— Иди ты с такой наукой, — отозвалась из кухни мать. — Сроду не едала пьяных-то помидор и не буду.

— Отсталая, — махнул рукой Генка в сторону кухни. — Хорошая мать, но отсталая. Она, знаешь, раньше какая была? Во! — раскинул Генка руки. — А теперь только остожье осталось. С горя. Отца на войне убили, брата убили, а еще одного в печке сожгли, живьем. Вот они все на портретах. Это я отдавал увеличить. Ух, я бы этих фашистов! — скрипнул зубами Генка.

Ни Катя, ни мать так и не сумели обмолвиться ни словом, пока Генка не угомонился. Он уже в двенадцатом часу ушел спать в дровяник.

Мать постелила на кровати, деликатно подождала, пока Катя разденется, и подсела к ней.

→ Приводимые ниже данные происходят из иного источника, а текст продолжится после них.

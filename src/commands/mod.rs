//! Command module - Strategy pattern for CLI commands.
//!
//! Each command is a separate module implementing the `CommandExecutor` trait.

mod keygen;
mod keys;
mod protect;
mod room;

pub use keygen::KeygenCommand;
pub use keys::KeysCommand;
pub use protect::ProtectCommand;
pub use room::{HostCommand, JoinCommand};

use std::path::PathBuf;

use anyhow::{bail, Context, Result};
use clap::Args;
use zeroize::Zeroizing;

use argonchat::keychain::Keychain;

/// Trait for command execution - Strategy pattern.
///
/// Each command struct holds its parsed arguments and implements
/// this trait to define its execution logic.
pub trait CommandExecutor {
    /// Executes the command with its parsed arguments.
    fn execute(&self) -> Result<()>;
}

/// Keychain location shared by commands that touch keys.
#[derive(Args, Debug, Clone, Default)]
pub struct KeychainArgs {
    /// Keychain directory (default: <data dir>/argonchat)
    #[arg(long, env = "ARGONCHAT_KEYCHAIN")]
    pub keychain: Option<PathBuf>,
}

impl KeychainArgs {
    /// Opens the keychain and registers any new key files.
    pub fn open(&self) -> Result<Keychain> {
        let mut keychain = match &self.keychain {
            Some(root) => Keychain::open(root),
            None => Keychain::open_default(),
        }
        .context("Failed to open keychain")?;

        if keychain.sync().context("Failed to scan keychain")? > 0 {
            keychain.save().context("Failed to save keychain")?;
        }
        Ok(keychain)
    }
}

/// Prompt for a passphrase (input hidden).
fn prompt_passphrase(prompt: &str) -> Result<Zeroizing<String>> {
    rpassword::prompt_password(prompt)
        .map(Zeroizing::new)
        .context("Failed to read passphrase")
}

/// Prompt for a new passphrase twice.
fn prompt_new_passphrase() -> Result<Zeroizing<String>> {
    let first = prompt_passphrase("New passphrase: ")?;
    if first.is_empty() {
        bail!("Passphrase must not be empty");
    }
    let second = prompt_passphrase("Repeat passphrase: ")?;
    if *first != *second {
        bail!("Passphrases do not match");
    }
    Ok(first)
}
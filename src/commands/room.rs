//! Host and join commands.
//!
//! Both unlock the private key before contacting the router, so a wrong
//! passphrase fails fast without creating a session.

use std::fs;
use std::io::{self, BufRead, Write};
use std::path::PathBuf;

use anyhow::{bail, Context, Result};
use clap::Args;
use tokio::io::BufReader;
use tracing::warn;

use argonchat::chat::{
    create_room, join_room, ChatConfig, ChatError, ChatSession, CloseReason, MessageCipher, Room,
};
use argonchat::crypto::vault;
use argonchat::crypto::{EncryptionEngine, X25519Engine};
use argonchat::keychain::KeyKind;
use argonchat::sam::DataStream;

use super::{prompt_passphrase, CommandExecutor, KeychainArgs};

/// Options shared by `host` and `join`.
#[derive(Args, Debug, Clone)]
pub struct RoomArgs {
    /// Peer's public key (alias, id or path)
    #[arg(short, long)]
    pub peer: Option<String>,

    /// Your private key (alias, id or path; default: main)
    #[arg(short, long)]
    pub key: Option<String>,

    /// Router control port (overrides settings.toml)
    #[arg(long)]
    pub router: Option<String>,

    /// Settings file (default: <config dir>/argonchat/settings.toml)
    #[arg(long)]
    pub config: Option<PathBuf>,

    #[command(flatten)]
    pub keychain: KeychainArgs,
}

impl RoomArgs {
    fn load_config(&self) -> Result<ChatConfig> {
        let mut config = match &self.config {
            Some(path) => ChatConfig::load_from(path),
            None => ChatConfig::load(),
        }
        .context("Failed to load settings")?;

        if let Some(router) = &self.router {
            config.router_addr = router.clone();
        }
        Ok(config)
    }

    /// Builds the payload cipher, prompting for the passphrase once.
    fn prepare_cipher(&self, config: &ChatConfig) -> Result<MessageCipher<X25519Engine>> {
        if !config.is_encrypted() {
            eprintln!("WARNING: plaintext mode. Messages are not end-to-end encrypted.");
            return Ok(MessageCipher::Plaintext);
        }

        let Some(peer) = self.peer.as_deref() else {
            bail!("--peer is required in encrypted mode");
        };

        let engine = X25519Engine;
        let keychain = self.keychain.open()?;

        let peer_path = keychain.resolve(KeyKind::Public, Some(peer))?;
        let peer_armor = fs::read_to_string(&peer_path)
            .with_context(|| format!("Failed to read {}", peer_path.display()))?;
        let remote = engine
            .parse_public_key(&peer_armor)
            .with_context(|| format!("Invalid public key in {}", peer_path.display()))?;

        let key_path = keychain.resolve(KeyKind::Private, self.key.as_deref())?;
        let passphrase = prompt_passphrase("Passphrase: ")?;
        let material = vault::unlock_file(&key_path, &passphrase, &config.kdf)
            .map_err(ChatError::from)
            .with_context(|| format!("Cannot unlock {}", key_path.display()))?;
        let armored = material.expose_str().ok_or(ChatError::InvalidKeyMaterial)?;
        let secret = engine.parse_secret_key(armored)?;

        Ok(MessageCipher::encrypted(engine, secret, remote))
    }
}

/// Host a room and wait for one peer.
#[derive(Args, Debug)]
pub struct HostCommand {
    #[command(flatten)]
    pub room: RoomArgs,

    /// Seconds to wait for the peer (overrides settings.toml)
    #[arg(short, long)]
    pub wait: Option<u64>,
}

impl CommandExecutor for HostCommand {
    fn execute(&self) -> Result<()> {
        let mut config = self.room.load_config()?;
        if let Some(wait) = self.wait {
            config.accept_wait_secs = wait;
        }
        let cipher = self.room.prepare_cipher(&config)?;

        block_on(async {
            println!("Creating room via {} ...", config.router_addr);
            let (room, stream) = create_room(&config, |destination| {
                println!();
                println!("Room ready. Share this destination with your peer:");
                println!();
                println!("{}", destination);
                println!();
                println!("Waiting up to {}s for a peer...", config.accept_wait_secs);
            })
            .await
            .context("Failed to host room")?;

            chat(room, stream, cipher).await
        })
    }
}

/// Join a room hosted at a destination.
#[derive(Args, Debug)]
pub struct JoinCommand {
    #[command(flatten)]
    pub room: RoomArgs,

    /// Host's public destination (prompted if omitted)
    #[arg(short, long)]
    pub destination: Option<String>,
}

impl CommandExecutor for JoinCommand {
    fn execute(&self) -> Result<()> {
        let config = self.room.load_config()?;
        let cipher = self.room.prepare_cipher(&config)?;

        let destination = match &self.destination {
            Some(destination) => destination.clone(),
            None => read_destination()?,
        };

        block_on(async {
            println!("Joining room via {} ...", config.router_addr);
            let (room, stream) = join_room(&config, &destination)
                .await
                .context("Failed to join room")?;

            chat(room, stream, cipher).await
        })
    }
}

/// Runs `future` on a fresh runtime.
///
/// The runtime is shut down without waiting, since the blocking stdin reader
/// may still be parked on a read.
fn block_on<F: std::future::Future<Output = Result<()>>>(future: F) -> Result<()> {
    let rt = tokio::runtime::Runtime::new().context("Failed to create tokio runtime")?;
    let result = rt.block_on(future);
    rt.shutdown_background();
    result
}

async fn chat(room: Room, stream: DataStream, cipher: MessageCipher<X25519Engine>) -> Result<()> {
    println!("Connected. Type a message and press Enter. Ctrl+C to leave.");
    println!();

    let mut session = ChatSession::new(stream, cipher);
    let input = BufReader::new(tokio::io::stdin());
    let interrupt = async {
        if let Err(e) = tokio::signal::ctrl_c().await {
            warn!(error = %e, "cannot listen for Ctrl+C");
            std::future::pending::<()>().await;
        }
    };

    let reason = session
        .run(input, interrupt, |event| println!("{}", event))
        .await
        .context("Chat session failed")?;

    if let Err(e) = room.close().await {
        warn!(error = %e, "failed to close room");
    }

    match reason {
        CloseReason::EndOfInput | CloseReason::Interrupted => println!("* chat closed"),
        CloseReason::PeerDisconnected => {}
        CloseReason::SendFailed(reason) => eprintln!("* send failed: {}", reason),
        CloseReason::InputFailed(reason) => eprintln!("* input error: {}", reason),
    }
    Ok(())
}

fn read_destination() -> Result<String> {
    print!("Host destination: ");
    io::stdout().flush()?;

    let mut line = String::new();
    io::stdin()
        .lock()
        .read_line(&mut line)
        .context("Failed to read destination")?;

    let destination = line.trim().to_string();
    if destination.is_empty() {
        bail!("No destination given");
    }
    Ok(destination)
}
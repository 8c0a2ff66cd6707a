//! Message codec: seal plaintext into frames and open received frames.

use std::sync::Arc;

use thiserror::Error;

use crate::chat::frame::{decode_frame, encode_frame};
use crate::crypto::engine::{EncryptionEngine, EngineError};

/// Errors that can occur while sealing or opening frames.
#[derive(Error, Debug)]
pub enum CodecError {
    /// The payload did not authenticate under our key, or was not a message.
    #[error("Decryption failed: {0}")]
    DecryptionFailed(String),

    #[error("Frame too large: {0} bytes")]
    FrameTooLarge(usize),

    #[error("Truncated frame: expected {expected} bytes, got {got}")]
    Truncated { expected: usize, got: usize },

    #[error("Encryption engine error: {0}")]
    Engine(#[from] EngineError),

    #[error("I/O error: {0}")]
    Io(#[from] std::io::Error),
}

/// Result of opening a frame.
#[derive(Debug, Clone, PartialEq, Eq)]
pub enum Opened {
    /// Zero-length frame: the peer is present but sent nothing.
    Empty,
    /// Decrypted message bytes, exactly as sealed.
    Plaintext(Vec<u8>),
}

/// Frames and encrypts payloads with an [`EncryptionEngine`].
#[derive(Debug, Clone, Default)]
pub struct SecureCodec<E> {
    engine: E,
}

impl<E: EncryptionEngine> SecureCodec<E> {
    pub fn new(engine: E) -> Self {
        Self { engine }
    }

    /// Encrypts `plaintext` to `recipient` and returns the framed bytes.
    pub fn seal(&self, plaintext: &[u8], recipient: &E::PublicKey) -> Result<Vec<u8>, CodecError> {
        encode_frame(&self.seal_payload(plaintext, recipient)?)
    }

    /// Opens exactly one frame from the front of `frame`.
    pub fn open(&self, frame: &[u8], key: &E::SecretKey) -> Result<Opened, CodecError> {
        let (payload, _) = decode_frame(frame)?;
        self.open_payload(payload, key)
    }

    /// Encrypts without framing.
    pub fn seal_payload(
        &self,
        plaintext: &[u8],
        recipient: &E::PublicKey,
    ) -> Result<Vec<u8>, CodecError> {
        Ok(self.engine.encrypt(recipient, plaintext)?)
    }

    /// Decrypts an unframed payload.
    pub fn open_payload(&self, payload: &[u8], key: &E::SecretKey) -> Result<Opened, CodecError> {
        if payload.is_empty() {
            return Ok(Opened::Empty);
        }

        let plaintext = self
            .engine
            .decrypt(key, payload)
            .map_err(|e| CodecError::DecryptionFailed(e.to_string()))?;
        Ok(Opened::Plaintext(plaintext))
    }
}

/// Payload protection for one chat, shared by the send and receive tasks.
pub enum MessageCipher<E: EncryptionEngine> {
    /// End-to-end encrypted.
    Encrypted {
        codec: Arc<SecureCodec<E>>,
        secret: Arc<E::SecretKey>,
        remote: Arc<E::PublicKey>,
    },
    /// Raw UTF-8.
    Plaintext,
}

impl<E: EncryptionEngine> Clone for MessageCipher<E> {
    fn clone(&self) -> Self {
        match self {
            Self::Encrypted {
                codec,
                secret,
                remote,
            } => Self::Encrypted {
                codec: Arc::clone(codec),
                secret: Arc::clone(secret),
                remote: Arc::clone(remote),
            },
            Self::Plaintext => Self::Plaintext,
        }
    }
}

impl<E: EncryptionEngine> MessageCipher<E> {
    pub fn encrypted(engine: E, secret: E::SecretKey, remote: E::PublicKey) -> Self {
        Self::Encrypted {
            codec: Arc::new(SecureCodec::new(engine)),
            secret: Arc::new(secret),
            remote: Arc::new(remote),
        }
    }

    /// Payload for an outgoing message.
    pub fn seal_text(&self, text: &str) -> Result<Vec<u8>, CodecError> {
        match self {
            Self::Encrypted { codec, remote, .. } => codec.seal_payload(text.as_bytes(), remote),
            Self::Plaintext => Ok(text.as_bytes().to_vec()),
        }
    }

    /// Decodes an incoming payload.
    pub fn open(&self, payload: &[u8]) -> Result<Opened, CodecError> {
        match self {
            Self::Encrypted { codec, secret, .. } => codec.open_payload(payload, secret),
            Self::Plaintext if payload.is_empty() => Ok(Opened::Empty),
            Self::Plaintext => Ok(Opened::Plaintext(payload.to_vec())),
        }
    }
}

— Ну, вот, слава Богу, и поговорить можно, унялся наш-то, — и сокрушенно покачала головой: — И согрешила же я, милушка, с ним! Только ночью да когда он на смену уйдет, покой вижу. С самого дня рождения, как открыл рот, так вроде и не закрывал. Ей-богу. Да что со дня рождения, еще в животе помещался, так, бывало, ка-ак пнет, я чуть с тротуара не упаду. Вот хотите — верьте, хотите — нет, целых штанов он не нашивал. Всю жизнь у него на ягодицах по глазку. Заплаты, заплаты, милушка. Отец-покойник говаривал: «Ты ему, мать, на заднее-то место донышко от ведра пришивай». Да он и железо провертит.

Катя улыбалась, слушая Генкину мать, и думала о том, что он, наверное, еще не донес голову до подушки и уже уснул. Но Генка неожиданно объявился в одних трусах и закричал:

— Мать! Где Катюхе постелила? На кровати? Правильно! Мягко ли? — Генка тащил на плече за вешалку оленью доху-сокуй и бесцеремонно начал закутывать дохою Катины ноги: — Ты с другого климата, а тут Заполярье, вечная мерзлота, — укутывая Катю дохой, он между прочим ущипнул ее повыше колена, гыгыкнул и исчез так же стремительно, как и появился.

— Вот, видали, золото какое! — проводив сына взглядом, вздохнула мать: — Налетит, как вихорь, что к чему, — мать еще помялась, повздыхала и разоткровенничалась: — Он, милушка, все навыворот делает.